Mevrouw Verburg (CDA) beklemtoonde dat het besef steeds vaker doordringt dat ondernemen meer is dan winstmaximalisatie. Terecht is er daarom bij het bedrijfsleven in toenemende mate aandacht voor de driedubbele basis van ondernemerschap, namelijk investeren in sociaal kapitaal, in natuurlijk kapitaal en in economisch kapitaal. De beweging die zich daardoor aangesproken voelt, groeit ook in Nederland stormachtig, wat zij toejuichte. In dat licht beschouwde zij de OESO-richtlijnen voor multinationale ondernemingen een stap in de goede richting, zeker nu enkele niet-OESO-lidstaten zich daarbij aansluiten. Mevrouw Verburg richtte zich op internationaal opererende bedrijven, gelet op het komende SER-advies.

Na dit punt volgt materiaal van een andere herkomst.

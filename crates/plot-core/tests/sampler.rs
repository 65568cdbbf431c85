// File: crates/plot-core/tests/sampler.rs
// Purpose: Curve sampling behavior: straight paths, discontinuity markers, clipping and NaN gaps.

use plot_core::{
    CoordinateMapper, Curve, CurveSampler, PathCmd, PlotError, RecordingSurface, SamplingConfig,
    StrokedPath, StyleSpec, Transform, Viewport,
};
use skia_safe as skia;

const EPS: f64 = 1e-6;

fn default_mapper() -> CoordinateMapper {
    CoordinateMapper::new(Viewport::new(512, 512, (-7.0, 7.0), (-7.0, 7.0)).expect("valid viewport"))
}

fn plot_one(
    mapper: &CoordinateMapper,
    func: impl Fn(f64) -> f64,
    domain: (f64, f64),
    steps: Option<u32>,
) -> (plot_core::SampleReport, StrokedPath) {
    let curve = Curve::new(func, domain).expect("valid domain");
    let mut surface = RecordingSurface::new();
    let report = CurveSampler::new(mapper).plot(
        &mut surface,
        &curve,
        StyleSpec::new(skia::Color::RED, 2.0),
        steps,
    )
    .expect("bounded sampling");
    assert_eq!(surface.strokes().len(), 1, "exactly one stroke per curve");
    (report, surface.strokes()[0].clone())
}

fn point(cmd: &PathCmd) -> (f64, f64) {
    match *cmd {
        PathCmd::MoveTo { x, y } | PathCmd::LineTo { x, y } | PathCmd::Arc { x, y, .. } => (x, y),
        PathCmd::Close => panic!("close has no point"),
    }
}

#[test]
fn identity_is_one_straight_diagonal() {
    let m = default_mapper();
    let (report, path) = plot_one(&m, |x| x, (-6.0, 6.0), Some(20));

    assert_eq!(report.markers, 0);
    assert_eq!(report.moves, 0);
    assert_eq!(report.skipped, 0);
    assert_eq!(report.samples, 241);
    assert_eq!(report.lines, 240);

    assert!(matches!(path.commands[0], PathCmd::MoveTo { .. }));
    assert_eq!(path.move_count(), 1);
    assert_eq!(path.arcs().count(), 0);

    let edge = 512.0 * 6.0 / 14.0;
    let (x0, y0) = point(&path.commands[0]);
    assert!((x0 + edge).abs() < EPS && (y0 + edge).abs() < EPS, "start ({x0}, {y0})");
    let (x1, y1) = point(path.commands.last().expect("commands"));
    assert!((x1 - edge).abs() < EPS && (y1 - edge).abs() < EPS, "end ({x1}, {y1})");

    for cmd in &path.commands {
        let (x, y) = point(cmd);
        assert!((x - y).abs() < EPS, "off the diagonal at ({x}, {y})");
    }
    assert_eq!(path.transform, Transform::centered_flipped(512, 512));
    assert_eq!(path.color, skia::Color::RED);
    assert_eq!(path.line_width, 2.0);
}

#[test]
fn step_jump_gets_exactly_one_marker_near_zero() {
    let m = default_mapper();
    let step = |x: f64| if x < 0.0 { 0.0 } else { 10.0 };
    let (report, path) = plot_one(&m, step, (-6.0, 6.0), Some(20));

    assert_eq!(report.markers, 1);
    let arcs: Vec<_> = path.arcs().collect();
    assert_eq!(arcs.len(), 1);
    let PathCmd::Arc { x, radius, start_angle, end_angle, .. } = *arcs[0] else { unreachable!() };
    let step_x = 512.0 / 14.0 / 20.0;
    assert!((x - m.to_pixel_x(0.0)).abs() <= step_x + 1.0, "marker at {x}");
    assert_eq!(radius, 3.5);
    assert!((end_angle - start_angle - std::f64::consts::TAU).abs() < 1e-12);
}

#[test]
fn marker_fires_only_above_a_third_of_a_unit() {
    let m = default_mapper();
    let unit = 512.0 / 14.0;
    // Jumps of 0.3 and 0.4 units: only the second crosses the unit/3 threshold.
    let small = |x: f64| if x < 0.0 { 0.0 } else { 0.3 };
    let large = |x: f64| if x < 0.0 { 0.0 } else { 0.4 };
    assert_eq!(plot_one(&m, small, (-1.0, 1.0), Some(10)).0.markers, 0);
    assert_eq!(plot_one(&m, large, (-1.0, 1.0), Some(10)).0.markers, 1);

    let sampler = CurveSampler::new(&m);
    assert!((sampler.discontinuity_threshold() - unit / 3.0).abs() < 1e-12);
}

#[test]
fn steep_continuous_slope_has_no_marker() {
    let m = default_mapper();
    // Slope 5: 0.25 units per sample at 20 steps, below the unit/3 threshold.
    let (report, _) = plot_one(&m, |x| 5.0 * x, (-1.0, 1.0), Some(20));
    assert_eq!(report.markers, 0);
}

#[test]
fn exiting_the_viewport_moves_instead_of_drawing() {
    let m = default_mapper();
    // Leaves the top of the canvas once 1.5x passes y_max = 7, i.e. x > 4.67.
    let (report, path) = plot_one(&m, |x| 1.5 * x, (0.0, 6.0), Some(10));
    assert_eq!(report.markers, 0);

    let top = 256.0;
    for cmd in &path.commands[1..] {
        let (_, y) = point(cmd);
        match cmd {
            PathCmd::LineTo { .. } => assert!(y <= top, "line drawn to off-canvas y {y}"),
            PathCmd::MoveTo { .. } => assert!(y > top, "move for in-view y {y}"),
            _ => {}
        }
    }
    assert!(report.moves > 0);
    assert_eq!(report.moves + report.lines, 60);
}

#[test]
fn re_entry_draws_a_line_from_the_off_canvas_point() {
    let m = default_mapper();
    // Above the canvas for x in [-1, 0), back inside from 0.
    let bump = |x: f64| if x < 0.0 { 7.4 } else { 6.9 };
    let (report, path) = plot_one(&m, bump, (-1.0, 1.0), Some(10));
    // 0.5 units is above the threshold, so the re-entry step is also marked.
    assert_eq!(report.markers, 1);

    let arc_at = path
        .commands
        .iter()
        .position(|c| matches!(c, PathCmd::Arc { .. }))
        .expect("marker");
    // Marker lift precedes the arc; the sample inside the view is then joined with a line.
    assert!(matches!(path.commands[arc_at - 1], PathCmd::MoveTo { .. }));
    assert!(matches!(path.commands[arc_at + 1], PathCmd::LineTo { .. }));
}

#[test]
fn marker_and_clip_compose_on_the_same_sample() {
    let m = default_mapper();
    let jump_out = |x: f64| if x < 0.0 { 0.0 } else { 20.0 };
    let (report, path) = plot_one(&m, jump_out, (-1.0, 1.0), Some(10));
    assert_eq!(report.markers, 1);

    let arc_at = path
        .commands
        .iter()
        .position(|c| matches!(c, PathCmd::Arc { .. }))
        .expect("marker");
    let PathCmd::MoveTo { y, .. } = path.commands[arc_at + 1] else {
        panic!("expected a move after the marker, got {:?}", path.commands[arc_at + 1]);
    };
    assert!(y > 256.0);
}

#[test]
fn nan_samples_are_skipped_without_connecting() {
    let m = default_mapper();
    let holey = |x: f64| if (-0.25..0.25).contains(&x) { f64::NAN } else { 1.0 };
    let (report, path) = plot_one(&m, holey, (-1.0, 1.0), Some(20));

    assert_eq!(report.skipped, 10);
    assert_eq!(report.markers, 0);
    for cmd in &path.commands {
        let (x, y) = point(cmd);
        assert!(x.is_finite() && y.is_finite());
    }
    // One initial move plus one move resuming after the gap.
    assert_eq!(path.move_count(), 2);
}

#[test]
fn curve_starting_undefined_begins_with_a_move() {
    let m = default_mapper();
    let (report, path) = plot_one(&m, |x| x.sqrt(), (-0.5, 2.0), Some(10));
    assert_eq!(report.skipped, 5);
    assert!(matches!(path.commands[0], PathCmd::MoveTo { .. }));
}

#[test]
fn sampling_config_sets_the_default_step() {
    let m = default_mapper();
    let curve = Curve::new(|x| x, (0.0, 1.0)).expect("domain");
    let mut surface = RecordingSurface::new();
    let style = StyleSpec::new(skia::Color::BLUE, 1.0);

    let samples = |sampler: &CurveSampler, surface: &mut RecordingSurface, steps| {
        sampler.plot(surface, &curve, style, steps).expect("bounded sampling").samples
    };
    assert_eq!(samples(&CurveSampler::new(&m), &mut surface, None), 31);

    let sampler = CurveSampler::new(&m).with_sampling(SamplingConfig::new(5).expect("positive"));
    assert_eq!(samples(&sampler, &mut surface, None), 6);
    assert_eq!(samples(&sampler, &mut surface, Some(50)), 51);
    assert_eq!(samples(&sampler, &mut surface, Some(0)), 6);
}

#[test]
fn single_point_domain_only_moves() {
    let m = default_mapper();
    let (report, path) = plot_one(&m, |_| 2.0, (1.0, 1.0), None);
    assert_eq!(report.samples, 1);
    assert_eq!(path.commands.len(), 1);
}

#[test]
fn invalid_inputs_are_rejected() {
    assert!(Curve::new(|x| x, (2.0, 1.0)).is_err());
    assert!(Curve::new(|x| x, (f64::NEG_INFINITY, 1.0)).is_err());
    assert!(SamplingConfig::new(0).is_err());
}

#[test]
fn oversized_sampling_is_rejected_before_drawing() {
    let m = default_mapper();
    let style = StyleSpec::new(skia::Color::RED, 2.0);
    let mut surface = RecordingSurface::new();

    let wide = Curve::new(|x| x, (-1.0e12, 1.0e12)).expect("domain");
    let err = CurveSampler::new(&m).plot(&mut surface, &wide, style, None).expect_err("too many");
    assert!(matches!(err, PlotError::TooManySamples { limit: 100_000, .. }), "{err}");

    let narrow = Curve::new(|x| x, (0.0, 1.0)).expect("domain");
    let err = CurveSampler::new(&m)
        .plot(&mut surface, &narrow, style, Some(u32::MAX))
        .expect_err("too many");
    assert!(matches!(err, PlotError::TooManySamples { .. }));
    assert!(surface.strokes().is_empty());

    // Right at the limit still samples.
    let report = CurveSampler::new(&m)
        .plot(&mut surface, &narrow, style, Some(100_000))
        .expect("at the limit");
    assert_eq!(report.samples, 100_001);
}
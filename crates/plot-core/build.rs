// File: crates/plot-core/build.rs
// Summary: Build script to link Windows system libraries required by the Skia raster backend.

fn main() {
    #[cfg(target_os = "windows")]
    {
        // Skia's font manager reads the registry (RegOpenKeyExW, RegQueryInfoKeyW).
        println!("cargo:rustc-link-lib=advapi32");
    }
}
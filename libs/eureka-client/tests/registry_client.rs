#![cfg_attr(coverage_nightly, feature(coverage_attribute))]
#![cfg_attr(coverage_nightly, coverage(off))]

use eureka_client::{
    DataCenterInfo, InstanceDescriptor, Metadata, RegistryClient, RegistryConfig, RegistryError,
};
use httpmock::prelude::*;
use serde_json::{Value, json};

fn svc_a() -> InstanceDescriptor {
    InstanceDescriptor::new()
        .instance_id("svcA:10.0.0.5:8000")
        .app("SVCA")
        .host_name("svca")
        .ip_addr("10.0.0.5")
        .home_page_url("http://10.0.0.5:8000")
        .status_page_url("http://10.0.0.5:8000/status")
        .health_check_url("http://10.0.0.5:8000/health-check")
}

fn envelope(instance: &InstanceDescriptor) -> Value {
    json!({"instance": Value::Object(instance.export())})
}

#[tokio::test]
async fn register_sends_instance_envelope() {
    let expected = envelope(&svc_a());
    assert_eq!(expected["instance"]["instanceId"], "svcA:10.0.0.5:8000");
    assert_eq!(
        expected["instance"]["port"],
        json!({"$": 8000, "@enabled": "true"})
    );

    let server = MockServer::start();
    let mock = server.mock(|when, then| {
        when.method(POST)
            .path("/eureka/apps/SVCA")
            .header("content-type", "application/json")
            .json_body(expected);
        then.status(204);
    });

    let config = RegistryConfig::from_uri(format!("{}/eureka", server.base_url()));
    let client = RegistryClient::new(&config, &svc_a()).unwrap();
    client.register().await.unwrap();

    mock.assert_calls(1);
}

#[tokio::test]
async fn descriptor_changes_after_binding_are_not_sent() {
    let instance = svc_a().vip_address("svc-a");
    let expected = envelope(&instance);

    let server = MockServer::start();
    let mock = server.mock(|when, then| {
        when.method(POST)
            .path("/eureka/apps/SVCA")
            .json_body(expected);
        then.status(204);
    });

    let client = RegistryClient::builder(&instance)
        .uri(format!("{}/eureka", server.base_url()))
        .build()
        .unwrap();
    let _changed = instance.vip_address("svc-b").app("SVCB");

    client.register().await.unwrap();
    mock.assert();
}

#[tokio::test]
async fn full_lifecycle_against_mock_registry() {
    let server = MockServer::start();
    let id_path = "/eureka/apps/SVCA/svcA:10.0.0.5:8000";

    let register = server.mock(|when, then| {
        when.method(POST).path("/eureka/apps/SVCA");
        then.status(204);
    });
    let heartbeat = server.mock(|when, then| {
        when.method(PUT).path(id_path);
        then.status(200);
    });
    let lookup = server.mock(|when, then| {
        when.method(GET)
            .path(id_path)
            .header("accept", "application/json");
        then.status(200).json_body(json!({
            "instance": {"instanceId": "svcA:10.0.0.5:8000", "status": "UP"}
        }));
    });
    let out_of_service = server.mock(|when, then| {
        when.method(PUT)
            .path(format!("{id_path}/status"))
            .query_param("value", "OUT_OF_SERVICE");
        then.status(200);
    });
    let metadata = server.mock(|when, then| {
        when.method(PUT)
            .path(format!("{id_path}/metadata"))
            .query_param("build", "42");
        then.status(200);
    });
    let deregister = server.mock(|when, then| {
        when.method(DELETE).path(id_path);
        then.status(200);
    });

    let client = RegistryClient::builder(&svc_a())
        .config(RegistryConfig::from_uri(format!(
            "{}/eureka",
            server.base_url()
        )))
        .build()
        .unwrap();

    client.register().await.unwrap();
    client.heartbeat().await.unwrap();

    let found = client.get_app_instance(None, None).await.unwrap();
    assert_eq!(found["instance"]["status"], "UP");

    client.take_instance_out(None, None).await.unwrap();
    client
        .update_app_instance_metadata(None, None, &Metadata::new().with("build", "42"))
        .await
        .unwrap();
    client.deregister().await.unwrap();

    register.assert_calls(1);
    heartbeat.assert_calls(1);
    lookup.assert_calls(1);
    out_of_service.assert_calls(1);
    metadata.assert_calls(1);
    deregister.assert_calls(1);
}

#[tokio::test]
async fn composed_base_uri_reaches_registry() {
    let server = MockServer::start();
    let mock = server.mock(|when, then| {
        when.method(GET).path("/registry/apps");
        then.status(200).json_body(json!({"applications": {}}));
    });

    let config = RegistryConfig {
        port: server.port(),
        context: "registry".to_owned(),
        ..RegistryConfig::from_host(server.host())
    };
    let apps = RegistryClient::new(&config, &svc_a())
        .unwrap()
        .get_all_apps()
        .await
        .unwrap();

    assert!(apps["applications"].is_object());
    mock.assert();
}

#[tokio::test]
async fn amazon_datacenter_is_registered_verbatim() {
    let dci = DataCenterInfo::amazon().metadata(&Metadata::new().with("instance-id", "i-0abc"));
    let instance = svc_a().data_center_info(&dci);
    let expected = envelope(&instance);
    assert_eq!(
        expected["instance"]["dataCenterInfo"],
        json!({
            "name": "Amazon",
            "@class": "com.netflix.appinfo.AmazonInfo",
            "metadata": {"instance-id": "i-0abc"}
        })
    );

    let server = MockServer::start();
    let mock = server.mock(|when, then| {
        when.method(POST)
            .path("/eureka/apps/SVCA")
            .json_body(expected);
        then.status(204);
    });

    let client = RegistryClient::new(
        &RegistryConfig::from_uri(format!("{}/eureka", server.base_url())),
        &instance,
    )
    .unwrap();

    client.register().await.unwrap();
    mock.assert();
}

#[tokio::test]
async fn unreachable_registry_is_transport_error() {
    let port = std::net::TcpListener::bind("127.0.0.1:0")
        .unwrap()
        .local_addr()
        .unwrap()
        .port();

    let client = RegistryClient::new(
        &RegistryConfig::from_uri(format!("http://127.0.0.1:{port}/eureka")),
        &svc_a(),
    )
    .unwrap();

    let err = client.heartbeat().await.unwrap_err();
    assert!(
        matches!(
            err,
            RegistryError::Http(eureka_client::HttpError::Transport(_))
        ),
        "got {err:?}"
    );
}

#[test]
fn base_url_for_documented_registry_address() {
    let client = RegistryClient::new(
        &RegistryConfig::from_uri("http://registry:8761/eureka"),
        &svc_a(),
    )
    .unwrap();
    assert_eq!(client.base_url().as_str(), "http://registry:8761/eureka");
    assert_eq!(client.app(), "SVCA");
    assert_eq!(client.instance_id(), "svcA:10.0.0.5:8000");
    assert_eq!(
        client.snapshot()["port"],
        json!({"$": 8000, "@enabled": "true"})
    );
}

#[test]
fn fresh_descriptor_exports_published_defaults() {
    use eureka_client::instance::{
        DEFAULT_HEALTH_CHECK_URL, DEFAULT_HOME_PAGE_URL, DEFAULT_IDENTITY, DEFAULT_IP_ADDR,
        DEFAULT_PORT, DEFAULT_SECURE_HEALTH_CHECK_URL, DEFAULT_SECURE_PORT,
        DEFAULT_SECURE_VIP_ADDRESS, DEFAULT_STATUS_PAGE_URL, DEFAULT_VIP_ADDRESS,
    };

    let exported = Value::Object(InstanceDescriptor::new().export());
    assert_eq!(exported["instanceId"], DEFAULT_IDENTITY);
    assert_eq!(exported["hostName"], DEFAULT_IDENTITY);
    assert_eq!(exported["app"], DEFAULT_IDENTITY);
    assert_eq!(exported["ipAddr"], DEFAULT_IP_ADDR);
    assert_eq!(exported["port"]["$"], DEFAULT_PORT);
    assert_eq!(exported["securePort"]["$"], DEFAULT_SECURE_PORT);
    assert_eq!(exported["homePageUrl"], DEFAULT_HOME_PAGE_URL);
    assert_eq!(exported["statusPageUrl"], DEFAULT_STATUS_PAGE_URL);
    assert_eq!(exported["healthCheckUrl"], DEFAULT_HEALTH_CHECK_URL);
    assert_eq!(
        exported["secureHealthCheckUrl"],
        DEFAULT_SECURE_HEALTH_CHECK_URL
    );
    assert_eq!(exported["vipAddress"], DEFAULT_VIP_ADDRESS);
    assert_eq!(exported["secureVipAddress"], DEFAULT_SECURE_VIP_ADDRESS);
}

#[tokio::test]
async fn host_carrying_scheme_reaches_registry() {
    let server = MockServer::start();
    let mock = server.mock(|when, then| {
        when.method(PUT)
            .path("/eureka/apps/SVCA/svcA:10.0.0.5:8000");
        then.status(200);
    });

    let config = RegistryConfig {
        port: server.port(),
        ..RegistryConfig::from_host(format!("http://{}", server.host()))
    };
    let client = RegistryClient::new(&config, &svc_a()).unwrap();
    assert_eq!(client.base_url().host_str(), Some(server.host().as_str()));

    client.heartbeat().await.unwrap();
    mock.assert_calls(1);
}
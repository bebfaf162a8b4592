use bytes::Bytes;
use http::{HeaderMap, Response, StatusCode};
use http_body_util::BodyExt;
use http_body_util::combinators::BoxBody;
use serde::de::DeserializeOwned;

use crate::error::HttpError;

/// Bytes of a rejected response kept in [`HttpError::HttpStatus`]; registry
/// error pages can be whole HTML documents.
const ERROR_PREVIEW_LIMIT: usize = 8 * 1024;

pub type ResponseBody = BoxBody<Bytes, Box<dyn std::error::Error + Send + Sync>>;

/// A registry answer with its body still unread.
///
/// Reads are capped; a body over the cap fails with
/// [`HttpError::BodyTooLarge`].
#[derive(Debug)]
pub struct HttpResponse {
    inner: Response<ResponseBody>,
    body_limit: usize,
}

impl HttpResponse {
    pub(crate) fn new(inner: Response<ResponseBody>, body_limit: usize) -> Self {
        Self { inner, body_limit }
    }

    #[must_use]
    pub fn status(&self) -> StatusCode {
        self.inner.status()
    }

    #[must_use]
    pub fn headers(&self) -> &HeaderMap {
        self.inner.headers()
    }

    /// Pass 2xx through untouched; turn anything else into
    /// [`HttpError::HttpStatus`] carrying the start of the body, where
    /// registries put the rejection reason.
    ///
    /// # Errors
    /// `HttpStatus` for non-2xx, or a transport error while reading its body.
    pub async fn error_for_status(self) -> Result<Self, HttpError> {
        if self.inner.status().is_success() {
            Ok(self)
        } else {
            Err(rejection(self.inner, self.body_limit).await)
        }
    }

    /// Check the status, then decode the body as JSON.
    ///
    /// # Errors
    /// `HttpStatus` for non-2xx, `BodyTooLarge`, or `Json` for a body that
    /// does not decode as `T`.
    pub async fn json<T: DeserializeOwned>(self) -> Result<T, HttpError> {
        let Self { inner, body_limit } = self.error_for_status().await?;
        let body = read_capped(inner.into_body(), body_limit).await?;
        Ok(serde_json::from_slice(&body)?)
    }
}

async fn rejection(response: Response<ResponseBody>, body_limit: usize) -> HttpError {
    let (parts, body) = response.into_parts();
    let content_type = parts
        .headers
        .get(http::header::CONTENT_TYPE)
        .and_then(|v| v.to_str().ok())
        .map(str::to_owned);

    let body_preview = match read_capped(body, body_limit.min(ERROR_PREVIEW_LIMIT)).await {
        Ok(bytes) => String::from_utf8_lossy(&bytes).into_owned(),
        Err(HttpError::BodyTooLarge { .. }) => "<body too large for preview>".to_owned(),
        Err(e) => return e,
    };

    HttpError::HttpStatus {
        status: parts.status,
        body_preview,
        content_type,
    }
}

async fn read_capped(mut body: ResponseBody, limit: usize) -> Result<Bytes, HttpError> {
    let mut collected = Vec::new();
    while let Some(frame) = body.frame().await {
        let frame = frame.map_err(HttpError::Transport)?;
        let Some(chunk) = frame.data_ref() else {
            continue;
        };
        let actual = collected.len() + chunk.len();
        if actual > limit {
            return Err(HttpError::BodyTooLarge { limit, actual });
        }
        collected.extend_from_slice(chunk);
    }
    Ok(Bytes::from(collected))
}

De inhoud van de OESO-richtlijnen vond mevrouw Verburg veelbetekenend voor de ontwikkeling van nieuwe wegen in een globaliserende economie. Er moeten echter wel afspraken worden gemaakt, waaraan iedereen zich vrijwillig verbindt en daarop aanspreekbaar wil zijn. Zij vond dat een belangrijke rol daarin kan worden gespeeld door de Nationale contactpunten (NCP's). Het functioneren daarvan is volgens de staatssecretaris niet geweldig. Wat is zijn inzet in OESO-verband en in eigen land om dat te verbeteren? Welke inzet kiest hij op Europees niveau? Blijft de staatssecretaris op dit punt reactief en afwachtend opereren? Of wordt de slag gemaakt naar proactief? Mevrouw Verburg was voorstander van het laatste. Het NCP moet bedrijven stimuleren, uitdagen en waar nodig begeleiden bij het ontwikkelen en hanteren van gedragscodes en actief beleid inzake MVO. Zij hoopte dat de huidige richtlijnen zichtbaarder zullen zijn dan de vorige. De rol van de niet-gouvernementele organisaties (NGO's) is daarbij van belang. Dat er van tijd tot tijd overleg zal zijn met de NGO's, zoals de staatssecretaris zich voorneemt, vond mevrouw Verburg te mager. De NGO's moeten betrokken zijn bij de ontwikkeling van gedragscodes en het naleven daarvan. Van de door de NGO's opgebouwde deskundigheid zou gebruik moeten worden gemaakt. Zij zag voor de NGO's een rol weggelegd als luis in de pels van het bedrijfsleven, zij het onder de conditie dat zij zelf bereid zijn verantwoording af te leggen over de wijze van opereren.

Mevrouw Verburg vond dat een sterk en betrouwbaar bedrijfsleven behoefte heeft aan een sterke en betrouwbare overheid. Zij verwees naar de uitspraak van de staatssecretaris dat steeds breder de opvatting postvat dat de verantwoordelijkheid die vandaag wordt gedragen, breder is dan gisteren werd gedacht. Hoewel zij dat met hem eens was, wilde zij weten hoe de staatssecretaris dit besef vertaalt naar de verantwoordelijkheid van het kabinet. De uitspraak van de staatssecretaris dat dit verantwoordelijkheidsbesef makkelijker is in te vullen naarmate het beter gaat, leidde bij mevrouw Verburg tot grote aarzelingen. Het kan toch niet zo zijn dat de staatssecretaris alleen voorstander is van MVO als de economie draait als een tierelier? Kan de staatssecretaris zijn uitspraken nader toelichten? Mevrouw Verburg vond de indruk die de staatssecretaris op het punt van MVO «nogal leunstoelachtig»: te afwachtend, weinig stimulerend en niet proactief. Zij riep in dit verband de motie-Verburg c.s. in herinnering, waarin de regering wordt gevraagd stappen te ondernemen om ook als nationale overheid als maatschappelijk verantwoord ondernemer te opereren en daartoe een gedragscode voor de overheid te ontwikkelen. Zij betreurde het zeer dat dat nog steeds niet is gebeurd, niet alleen omdat de overheid hierbij een voorbeeldfunctie zou moeten vervullen, maar omdat hiermee ook de betrouwbaarheid van de overheid kan worden vergroot. Met de door de staatssecretaris geopperde checklist loopt hij in zekere zin het georganiseerde bedrijfsleven voor de voeten, dat zelf een conceptgedragscode heeft. Wanneer zal de staatssecretaris de aangenomen motie-Verburg c.s. wel uitvoeren? Mevrouw Verburg zag graag dat de EU-lidstaten allemaal een gedragscode ontwikkelen. Is de staatssecretaris bereid op dit punt initiatieven te nemen?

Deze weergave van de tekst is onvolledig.